Our study revealed a high incidence of comorbidity between hyperopic anisometropia and hyperopic anisometropic amblyopia ipsilateral to the ptotic eye. Furthermore, in patients with unilateral ptosis, SE of the ptotic eyes was significantly larger than that of the non-ptotic eyes. These results indicate that refractive correction that takes hyperopic anisometropia into account is important for managing visual development in children with congenital ptosis. Our findings are consistent with those of a recent report on refractive error in congenital ptosis, which found a high incidence of anisometropia; however, that study mainly focused on the prevalence of myopic anisometropia [2]. A recent meta-analysis of patients with congenital ptosis showed that among various types of refractive error, myopia was the most prevalent (30.2%), followed by anisometropia (17.3%) [7]. Differences among reports in the prevalence of refractive errors may be due to variations in patient age at the time of cycloplegic refraction measurement. In this study, cycloplegic refraction was assessed at a median age of 31 months. Huo et al assessed cycloplegic refraction at an average age of 16.83 years and reported a high incidence of myopia in children with congenital ptosis [3]. In our study, four patients with hyperopic anisometropia ipsilateral to the ptotic eye demonstrated persistence of the condition for the entire follow-up period (median duration, 98 months). On the other hand, the aforementioned meta-analysis showed that 22.2% of children with congenital ptosis had astigmatism [7]. Although astigmatism was also frequently observed in other studies focusing on the clinical characteristics of congenital ptosis [4, 5], our study showed a low prevalence of astigmatic anisometropia.

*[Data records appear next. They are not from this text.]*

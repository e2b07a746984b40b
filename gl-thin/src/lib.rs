//! Thin RAII wrappers over the `gl` crate: buffers, vertex arrays, programs, and the
//! shader compile-and-link procedure.

pub mod errors;
pub mod gl_fancy;
pub mod gl_helper;
pub mod shader_build;
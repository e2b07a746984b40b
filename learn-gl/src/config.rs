use gl_thin::shader_build::ShaderFailurePolicy;

#[derive(Clone, Debug, PartialEq, Eq)]
pub struct WindowConfig {
    /// logical size; the framebuffer may be bigger on high-dpi displays
    pub width: u32,
    pub height: u32,
    pub title: String,
    /// (major, minor), always a core profile
    pub gl_version: (u8, u8),
}

impl Default for WindowConfig {
    fn default() -> Self {
        Self {
            width: 800,
            height: 600,
            title: "LearnOpenGL".to_string(),
            gl_version: (3, 3),
        }
    }
}

/// Everything the programs used to keep in globals.
#[derive(Clone, Debug, PartialEq)]
pub struct TutorialConfig {
    pub window: WindowConfig,
    pub clear_color: [f32; 4],
    pub shader_policy: ShaderFailurePolicy,
}

impl Default for TutorialConfig {
    fn default() -> Self {
        Self {
            window: WindowConfig::default(),
            clear_color: [0.2, 0.3, 0.3, 1.0],
            shader_policy: ShaderFailurePolicy::LogAndContinue,
        }
    }
}

impl TutorialConfig {
    pub fn with_shader_policy(mut self, shader_policy: ShaderFailurePolicy) -> Self {
        self.shader_policy = shader_policy;
        self
    }
}

#[cfg(test)]
mod test {
    use super::*;

    #[test]
    fn defaults() {
        let config = TutorialConfig::default();
        assert_eq!(config.window.width, 800);
        assert_eq!(config.window.height, 600);
        assert_eq!(config.window.title, "LearnOpenGL");
        assert_eq!(config.window.gl_version, (3, 3));
        assert_eq!(config.clear_color, [0.2, 0.3, 0.3, 1.0]);
        assert_eq!(config.shader_policy, ShaderFailurePolicy::LogAndContinue);
    }

    #[test]
    fn policy_override() {
        let config = TutorialConfig::default().with_shader_policy(ShaderFailurePolicy::Abort);
        assert_eq!(config.shader_policy, ShaderFailurePolicy::Abort);
        assert_eq!(config.window, WindowConfig::default());
    }
}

Furthermore, this study revealed that hyperopic anisometropia ipsilateral to the ptotic eye was associated with a shorter AL although analysis of unpaired t-test had small numbers. Emmetropization is the postnatal growth of the eye toward emmetropia, and further eye growth results in the progression of myopia. Recent investigations in a monkey model of myopia revealed that myopia progression was induced by peripheral hyperopic defocus [8, 9]. The eyelid narrowing in ptosis induces a pinhole effect, and we hypothesize that this effect increases depth of focus and thereby reduces hyperopic defocus attributable to myopia progression in ptosis patients. Our patients with unilateral ptosis and hyperopic anisometropia did not have severe ptosis covering the whole of pupil.

In our investigation, ptosis affected the right side more often than the left. By contrast, Griepentrog et al reported that left ptosis was much more common [10]. The small number of patients in our study might have contributed to the discrepancy in these results.

This study has several limitations. First, it was conducted at a single institute and included only 55 patients. We are planning to perform further studies to collect additional patients. Second, the AL measurement performed in this study consisted only of a one-dimensional assessment of eyeball shape. Further research that includes a three-dimensional analysis is necessary to reveal detailed changes in eyeball shape in patients with hyperopic anisometropia ipsilateral to the ptotic eye.

Conclusions

We revealed that children with congenital ptosis at our institute had a high incidence of hyperopic anisometropia ipsilateral to the ptotic eye. Furthermore, of 14 patients with unilateral ptosis and hyperopic anisometropia, four continued to have hyperopic anisometropia throughout the follow-up period. In addition, we revealed that hyperopic anisometropia ipsilateral to the ptotic eye was associated with a shorter AL. These results indicate that refractive correction of hyperopic anisometropia is important for proper visual development in children with congenital ptosis.